▸ **ACTIVITY**: Each line of the material below is to be given again exactly.

▸ **DATA**:
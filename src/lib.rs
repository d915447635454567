//! Falcons deck library
//! Multi-device BLE connection manager for JBD battery monitors, robots
//! and Nordic UART devices.

pub mod commands;
pub mod config;
pub mod core;
pub mod logging;
pub mod state;
pub mod utils;
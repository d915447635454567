//! Raw pass-through link over the Nordic UART service

use log::{debug, warn};
use uuid::Uuid;

use crate::config::LinkConfig;
use crate::core::bluetooth::constants::{UUID_NUS_RX_CHAR, UUID_NUS_SERVICE, UUID_NUS_TX_CHAR};
use crate::core::bluetooth::device::DeviceDescriptor;
use crate::core::bluetooth::links::{DeviceLink, LinkError, LinkEvent, Session, SessionStep, resolve};
use crate::core::bluetooth::transport::{SessionId, Transport, TransportEvent, WriteMode};
use crate::core::bluetooth::types::{ConnectionState, DeviceKind};

/// Writes go to RX, notifications arrive on TX.
pub struct StreamLink {
    session: Session,
    chunk_size: usize,
    rx_char: Option<Uuid>,
    tx_char: Option<Uuid>,
}

impl StreamLink {
    pub fn new(
        descriptor: &DeviceDescriptor,
        session_id: SessionId,
        transport: Box<dyn Transport>,
        config: &LinkConfig,
    ) -> Self {
        Self {
            session: Session::new("StreamLink", UUID_NUS_SERVICE, descriptor, session_id, transport),
            chunk_size: config.chunk_size(),
            rx_char: None,
            tx_char: None,
        }
    }

    fn setup(&mut self, characteristics: &[Uuid], events: &mut Vec<LinkEvent>) {
        let Some(rx_char) = resolve(characteristics, UUID_NUS_RX_CHAR) else {
            self.session.fail("RX characteristic not found", events);
            return;
        };
        let Some(tx_char) = resolve(characteristics, UUID_NUS_TX_CHAR) else {
            self.session.fail("TX characteristic not found", events);
            return;
        };

        self.rx_char = Some(rx_char);
        self.tx_char = Some(tx_char);
        self.session.transport().enable_notifications(tx_char);
        self.session.set_state(ConnectionState::Ready, events);
    }

    fn release(&mut self) {
        self.rx_char = None;
        self.tx_char = None;
    }
}

impl DeviceLink for StreamLink {
    fn kind(&self) -> DeviceKind {
        DeviceKind::GenericStream
    }

    fn session(&self) -> &Session {
        &self.session
    }

    fn session_mut(&mut self) -> &mut Session {
        &mut self.session
    }

    fn disconnect(&mut self) -> Vec<LinkEvent> {
        let mut events = Vec::new();
        self.release();
        self.session.teardown(&mut events);
        events
    }

    fn handle_transport_event(&mut self, event: TransportEvent) -> Vec<LinkEvent> {
        let mut events = Vec::new();
        match self.session.advance(event, &mut events) {
            Some(SessionStep::Resolve(characteristics)) => self.setup(&characteristics, &mut events),
            Some(SessionStep::Value { characteristic, value }) => {
                if Some(characteristic) == self.tx_char {
                    events.push(LinkEvent::DataReceived(value));
                }
            }
            Some(SessionStep::Closed) => self.release(),
            None => {}
        }
        events
    }

    /// Sends `data` in sequential chunks without waiting for acknowledgement.
    fn send(&mut self, data: &[u8]) -> Result<(), LinkError> {
        if !self.session.is_ready() {
            warn!("Cannot send data to {}: not ready", self.session.address());
            return Err(LinkError::NotReady(self.session.state()));
        }
        let rx_char = self
            .rx_char
            .ok_or(LinkError::CharacteristicUnavailable(UUID_NUS_RX_CHAR))?;

        for chunk in data.chunks(self.chunk_size) {
            debug!("Writing {} bytes to {}", chunk.len(), self.session.address());
            self.session
                .transport()
                .write(rx_char, chunk, WriteMode::WithoutResponse);
        }
        Ok(())
    }
}
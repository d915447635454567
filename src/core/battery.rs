//! JBD battery monitor data parsing
//! This module decodes the hardware info payload (command 0x03) into typed readings.

use log::warn;

use crate::core::bluetooth::types::BatteryTelemetry;

/// Shortest payload that still carries every fixed field.
pub const HARDWARE_INFO_MIN_LEN: usize = 23;

/// Temperatures are reported in 0.1 K
const KELVIN_OFFSET_DECI: i32 = 2731;

/// Decodes a hardware info payload.
///
/// Layout (offsets into DATA, multi-byte fields big-endian):
///
/// | Offset | Len | Field                                |
/// |--------|-----|--------------------------------------|
/// | 0      | 2   | Pack voltage, u16 × 0.01 V           |
/// | 2      | 2   | Current, i16 × 0.01 A                |
/// | 4      | 2   | Residual capacity, u16 × 0.01 Ah     |
/// | 6      | 2   | Nominal capacity, u16 × 0.01 Ah      |
/// | 8      | 2   | Cycle count                          |
/// | 19     | 1   | State of charge, %                   |
/// | 21     | 1   | Cell count                           |
/// | 22     | 1   | NTC count                            |
/// | 23     | 2·n | NTC readings, u16 × 0.1 K            |
///
/// Returns `None` when the payload is too short.
pub fn parse_hardware_info(data: &[u8]) -> Option<BatteryTelemetry> {
    if data.len() < HARDWARE_INFO_MIN_LEN {
        warn!("Hardware info frame too short: {} bytes", data.len());
        return None;
    }

    let u16_at = |offset: usize| u16::from_be_bytes([data[offset], data[offset + 1]]);

    let ntc_count = usize::from(data[22]);
    let temperatures = (0..ntc_count)
        .map(|n| 23 + n * 2)
        .take_while(|offset| offset + 1 < data.len())
        .map(|offset| (i32::from(u16_at(offset)) - KELVIN_OFFSET_DECI) as f32 * 0.1)
        .collect();

    Some(BatteryTelemetry {
        pack_voltage: f32::from(u16_at(0)) * 0.01,
        current: f32::from(u16_at(2) as i16) * 0.01,
        state_of_charge: data[19],
        residual_capacity: f32::from(u16_at(4)) * 0.01,
        nominal_capacity: f32::from(u16_at(6)) * 0.01,
        cycle_count: u16_at(8),
        cell_count: data[21],
        temperatures,
    })
}

#[cfg(test)]
pub(crate) mod tests {
    use super::*;

    /// 52.10 V, -1.50 A, 80 %, 2 NTCs at 25.0 °C and 26.5 °C
    pub(crate) fn sample_payload() -> Vec<u8> {
        let mut data = vec![0u8; 27];
        data[0..2].copy_from_slice(&5210u16.to_be_bytes());
        data[2..4].copy_from_slice(&(-150i16).to_be_bytes());
        data[4..6].copy_from_slice(&4000u16.to_be_bytes());
        data[6..8].copy_from_slice(&5000u16.to_be_bytes());
        data[8..10].copy_from_slice(&12u16.to_be_bytes());
        data[19] = 80;
        data[21] = 14;
        data[22] = 2;
        data[23..25].copy_from_slice(&2981u16.to_be_bytes());
        data[25..27].copy_from_slice(&2996u16.to_be_bytes());
        data
    }

    #[test]
    fn decodes_scaled_fields() {
        let info = parse_hardware_info(&sample_payload()).unwrap();
        assert!((info.pack_voltage - 52.10).abs() < 1e-3);
        assert!((info.current + 1.50).abs() < 1e-3);
        assert!((info.residual_capacity - 40.0).abs() < 1e-3);
        assert!((info.nominal_capacity - 50.0).abs() < 1e-3);
        assert_eq!(info.cycle_count, 12);
        assert_eq!(info.state_of_charge, 80);
        assert_eq!(info.cell_count, 14);
        assert_eq!(info.temperatures.len(), 2);
        assert!((info.temperatures[0] - 25.0).abs() < 1e-3);
        assert!((info.temperatures[1] - 26.5).abs() < 1e-3);
    }

    #[test]
    fn short_payload_is_rejected() {
        assert!(parse_hardware_info(&[0u8; 22]).is_none());
    }

    #[test]
    fn truncated_temperature_block_keeps_complete_readings() {
        let mut data = sample_payload();
        data.truncate(26);
        let info = parse_hardware_info(&data).unwrap();
        assert_eq!(info.temperatures.len(), 1);
    }
}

▸ **SOLVED PROBLEM**:
filename src/lib.rs
repository d915447635454567
//! Falcons deck library
//! Multi-device BLE connection manager for JBD battery monitors, robots
//! and Nordic UART devices.

pub mod commands;
pub mod config;
pub mod core;
pub mod logging;
pub mod state;
pub mod utils;
repository d915447635454567
//! Raw pass-through link over the Nordic UART service

use log::{debug, warn};
use uuid::Uuid;

use crate::config::LinkConfig;
use crate::core::bluetooth::constants::{UUID_NUS_RX_CHAR, UUID_NUS_SERVICE, UUID_NUS_TX_CHAR};
use crate::core::bluetooth::device::DeviceDescriptor;
use crate::core::bluetooth::links::{DeviceLink, LinkError, LinkEvent, Session, SessionStep, resolve};
use crate::core::bluetooth::transport::{SessionId, Transport, TransportEvent, WriteMode};
use crate::core::bluetooth::types::{ConnectionState, DeviceKind};

/// Writes go to RX, notifications arrive on TX.
pub struct StreamLink {
    session: Session,
    chunk_size: usize,
    rx_char: Option<Uuid>,
    tx_char: Option<Uuid>,
}

impl StreamLink {
    pub fn new(
        descriptor: &DeviceDescriptor,
        session_id: SessionId,
        transport: Box<dyn Transport>,
        config: &LinkConfig,
    ) -> Self {
        Self {
            session: Session::new("StreamLink", UUID_NUS_SERVICE, descriptor, session_id, transport),
            chunk_size: config.chunk_size(),
            rx_char: None,
            tx_char: None,
        }
    }

    fn setup(&mut self, characteristics: &[Uuid], events: &mut Vec<LinkEvent>) {
        let Some(rx_char) = resolve(characteristics, UUID_NUS_RX_CHAR) else {
            self.session.fail("RX characteristic not found", events);
            return;
        };
        let Some(tx_char) = resolve(characteristics, UUID_NUS_TX_CHAR) else {
            self.session.fail("TX characteristic not found", events);
            return;
        };

        self.rx_char = Some(rx_char);
        self.tx_char = Some(tx_char);
        self.session.transport().enable_notifications(tx_char);
        self.session.set_state(ConnectionState::Ready, events);
    }

    fn release(&mut self) {
        self.rx_char = None;
        self.tx_char = None;
    }
}

impl DeviceLink for StreamLink {
    fn kind(&self) -> DeviceKind {
        DeviceKind::GenericStream
    }

    fn session(&self) -> &Session {
        &self.session
    }

    fn session_mut(&mut self) -> &mut Session {
        &mut self.session
    }

    fn disconnect(&mut self) -> Vec<LinkEvent> {
        let mut events = Vec::new();
        self.release();
        self.session.teardown(&mut events);
        events
    }

    fn handle_transport_event(&mut self, event: TransportEvent) -> Vec<LinkEvent> {
        let mut events = Vec::new();
        match self.session.advance(event, &mut events) {
            Some(SessionStep::Resolve(characteristics)) => self.setup(&characteristics, &mut events),
            Some(SessionStep::Value { characteristic, value }) => {
                if Some(characteristic) == self.tx_char {
                    events.push(LinkEvent::DataReceived(value));
                }
            }
            Some(SessionStep::Closed) => self.release(),
            None => {}
        }
        events
    }

    /// Sends `data` in sequential chunks without waiting for acknowledgement.
    fn send(&mut self, data: &[u8]) -> Result<(), LinkError> {
        if !self.session.is_ready() {
            warn!("Cannot send data to {}: not ready", self.session.address());
            return Err(LinkError::NotReady(self.session.state()));
        }
        let rx_char = self
            .rx_char
            .ok_or(LinkError::CharacteristicUnavailable(UUID_NUS_RX_CHAR))?;

        for chunk in data.chunks(self.chunk_size) {
            debug!("Writing {} bytes to {}", chunk.len(), self.session.address());
            self.session
                .transport()
                .write(rx_char, chunk, WriteMode::WithoutResponse);
        }
        Ok(())
    }
}
repository d915447635454567
filename src/core/battery.rs
//! JBD battery monitor data parsing
//! This module decodes the hardware info payload (command 0x03) into typed readings.

use log::warn;

use crate::core::bluetooth::types::BatteryTelemetry;

/// Shortest payload that still carries every fixed field.
pub const HARDWARE_INFO_MIN_LEN: usize = 23;

/// Temperatures are reported in 0.1 K
const KELVIN_OFFSET_DECI: i32 = 2731;

/// Decodes a hardware info payload.
///
/// Layout (offsets into DATA, multi-byte fields big-endian):
///
/// | Offset | Len | Field                                |
/// |--------|-----|--------------------------------------|
/// | 0      | 2   | Pack voltage, u16 × 0.01 V           |
/// | 2      | 2   | Current, i16 × 0.01 A                |
/// | 4      | 2   | Residual capacity, u16 × 0.01 Ah     |
/// | 6      | 2   | Nominal capacity, u16 × 0.01 Ah      |
/// | 8      | 2   | Cycle count                          |
/// | 19     | 1   | State of charge, %                   |
/// | 21     | 1   | Cell count                           |
/// | 22     | 1   | NTC count                            |
/// | 23     | 2·n | NTC readings, u16 × 0.1 K            |
///
/// Returns `None` when the payload is too short.
pub fn parse_hardware_info(data: &[u8]) -> Option<BatteryTelemetry> {
    if data.len() < HARDWARE_INFO_MIN_LEN {
        warn!("Hardware info frame too short: {} bytes", data.len());
        return None;
    }

    let u16_at = |offset: usize| u16::from_be_bytes([data[offset], data[offset + 1]]);

    let ntc_count = usize::from(data[22]);
    let temperatures = (0..ntc_count)
        .map(|n| 23 + n * 2)
        .take_while(|offset| offset + 1 < data.len())
        .map(|offset| (i32::from(u16_at(offset)) - KELVIN_OFFSET_DECI) as f32 * 0.1)
        .collect();

    Some(BatteryTelemetry {
        pack_voltage: f32::from(u16_at(0)) * 0.01,
        current: f32::from(u16_at(2) as i16) * 0.01,
        state_of_charge: data[19],
        residual_capacity: f32::from(u16_at(4)) * 0.01,
        nominal_capacity: f32::from(u16_at(6)) * 0.01,
        cycle_count: u16_at(8),
        cell_count: data[21],
        temperatures,
    })
}

#[cfg(test)]
pub(crate) mod tests {
    use super::*;

    /// 52.10 V, -1.50 A, 80 %, 2 NTCs at 25.0 °C and 26.5 °C
    pub(crate) fn sample_payload() -> Vec<u8> {
        let mut data = vec![0u8; 27];
        data[0..2].copy_from_slice(&5210u16.to_be_bytes());
        data[2..4].copy_from_slice(&(-150i16).to_be_bytes());
        data[4..6].copy_from_slice(&4000u16.to_be_bytes());
        data[6..8].copy_from_slice(&5000u16.to_be_bytes());
        data[8..10].copy_from_slice(&12u16.to_be_bytes());
        data[19] = 80;
        data[21] = 14;
        data[22] = 2;
        data[23..25].copy_from_slice(&2981u16.to_be_bytes());
        data[25..27].copy_from_slice(&2996u16.to_be_bytes());
        data
    }

    #[test]
    fn decodes_scaled_fields() {
        let info = parse_hardware_info(&sample_payload()).unwrap();
        assert!((info.pack_voltage - 52.10).abs() < 1e-3);
        assert!((info.current + 1.50).abs() < 1e-3);
        assert!((info.residual_capacity - 40.0).abs() < 1e-3);
        assert!((info.nominal_capacity - 50.0).abs() < 1e-3);
        assert_eq!(info.cycle_count, 12);
        assert_eq!(info.state_of_charge, 80);
        assert_eq!(info.cell_count, 14);
        assert_eq!(info.temperatures.len(), 2);
        assert!((info.temperatures[0] - 25.0).abs() < 1e-3);
        assert!((info.temperatures[1] - 26.5).abs() < 1e-3);
    }

    #[test]
    fn short_payload_is_rejected() {
        assert!(parse_hardware_info(&[0u8; 22]).is_none());
    }

    #[test]
    fn truncated_temperature_block_keeps_complete_readings() {
        let mut data = sample_payload();
        data.truncate(26);
        let info = parse_hardware_info(&data).unwrap();
        assert_eq!(info.temperatures.len(), 1);
    }
}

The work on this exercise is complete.